> EXERCISE DETAILS
Search the records for the word "TestResult" and report each line that has it.

> Items from a data source
..........

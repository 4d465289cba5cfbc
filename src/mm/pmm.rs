//! Alocador físico de frames (bitmap).
//!
//! Gerencia uma região física contígua em frames de 4 KiB. Um bit por
//! frame: 1 = ocupado. A busca parte de uma dica circular para evitar
//! varrer o prefixo já cheio a cada alocação.
//!
//! Frames recém-alocados NÃO são zerados; quem mapeia para um novo dono
//! zera antes.

use crate::mm::{PAGE_SIZE, PHYS_POOL_SIZE};
use crate::sync::Spinlock;

const MAX_FRAMES: usize = (PHYS_POOL_SIZE as usize) / PAGE_SIZE;
const BITMAP_WORDS: usize = MAX_FRAMES / 64;

pub struct FrameAllocator {
    base: u64,
    frames: usize,
    free: usize,
    next_hint: usize,
    bitmap: [u64; BITMAP_WORDS],
}

impl FrameAllocator {
    const fn empty() -> Self {
        Self {
            base: 0,
            frames: 0,
            free: 0,
            next_hint: 0,
            bitmap: [0; BITMAP_WORDS],
        }
    }

    fn init(&mut self, base: u64, size: u64) {
        self.base = base;
        self.frames = (size as usize / PAGE_SIZE).min(MAX_FRAMES);
        self.free = self.frames;
        self.next_hint = 0;
        self.bitmap = [0; BITMAP_WORDS];
    }

    fn index_of(&self, phys: u64) -> Option<usize> {
        if phys < self.base {
            return None;
        }
        let index = ((phys - self.base) as usize) / PAGE_SIZE;
        if index < self.frames {
            Some(index)
        } else {
            None
        }
    }

    fn alloc(&mut self) -> Option<u64> {
        if self.free == 0 {
            return None;
        }
        for offset in 0..self.frames {
            let index = (self.next_hint + offset) % self.frames;
            let (word, bit) = (index / 64, index % 64);
            if self.bitmap[word] & (1 << bit) == 0 {
                self.bitmap[word] |= 1 << bit;
                self.free -= 1;
                self.next_hint = (index + 1) % self.frames;
                return Some(self.base + (index * PAGE_SIZE) as u64);
            }
        }
        None
    }

    fn free_at(&mut self, phys: u64) {
        let index = match self.index_of(phys) {
            Some(i) => i,
            None => {
                crate::kerror!("(PMM) free de frame fora do pool:", phys);
                return;
            }
        };
        let (word, bit) = (index / 64, index % 64);
        if self.bitmap[word] & (1 << bit) == 0 {
            crate::kerror!("(PMM) double free de frame:", phys);
            return;
        }
        self.bitmap[word] &= !(1 << bit);
        self.free += 1;
    }
}

static FRAME_ALLOCATOR: Spinlock<FrameAllocator> = Spinlock::new(FrameAllocator::empty());

/// Entrega a região física `[base, base+size)` ao alocador.
///
/// # Safety
///
/// A região deve ser RAM livre, não usada pelo kernel nem por MMIO, e
/// visível pelo direct map.
pub unsafe fn init(base: u64, size: u64) {
    FRAME_ALLOCATOR.lock().init(base, size);
}

/// Aloca um frame de 4 KiB. Conteúdo indefinido.
pub fn alloc_frame() -> Option<u64> {
    FRAME_ALLOCATOR.lock().alloc()
}

/// Devolve um frame ao alocador.
pub fn free_frame(phys: u64) {
    FRAME_ALLOCATOR.lock().free_at(phys);
}

/// Quantidade de frames livres.
pub fn free_frames() -> usize {
    FRAME_ALLOCATOR.lock().free
}
//! Testes de Arquitetura (HAL)

use crate::arch::platform::idt;
use crate::arch::platform::trap::T_SYSCALL;
use crate::arch::platform::vectors;
use crate::klib::test_framework::{check, run_test_suite, TestCase, TestResult};

const ARCH_TESTS: &[TestCase] = &[
    TestCase::new("syscall_gate_user_invocable", test_syscall_gate),
    TestCase::new("other_gates_kernel_only", test_kernel_gates),
    TestCase::new("gate_targets_match_stubs", test_gate_targets),
];

/// Executa todos os testes de arquitetura
pub fn run_arch_tests() {
    run_test_suite("Arch", ARCH_TESTS);
}

/// O vetor de syscall deve ser trap gate invocável do Ring 3.
fn test_syscall_gate() -> TestResult {
    let entry = idt::entry(T_SYSCALL);
    check(entry.is_present() && entry.dpl() == 3 && entry.type_attr() == idt::GATE_USER_TRAP)
}

/// Todos os outros vetores exigem privilégio de kernel.
fn test_kernel_gates() -> TestResult {
    for vector in 0..=255u8 {
        if vector == T_SYSCALL {
            continue;
        }
        let entry = idt::entry(vector);
        if !entry.is_present()
            || entry.dpl() != 0
            || entry.type_attr() != idt::GATE_KERNEL_INTERRUPT
        {
            return TestResult::Failed;
        }
    }
    TestResult::Passed
}

/// Cada entrada aponta para o stub do seu próprio vetor.
fn test_gate_targets() -> TestResult {
    for vector in 0..=255u8 {
        if idt::entry(vector).handler() != vectors::stub_addr(vector as usize) {
            return TestResult::Failed;
        }
    }
    TestResult::Passed
}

..........

> YOUR SOLUTION
use crate::klib::test_framework::{check, run_test_suite, TestCase, TestResult};
fn test_syscall_gate() -> TestResult {
fn test_kernel_gates() -> TestResult {
            return TestResult::Failed;
    TestResult::Passed
fn test_gate_targets() -> TestResult {
            return TestResult::Failed;
    TestResult::Passed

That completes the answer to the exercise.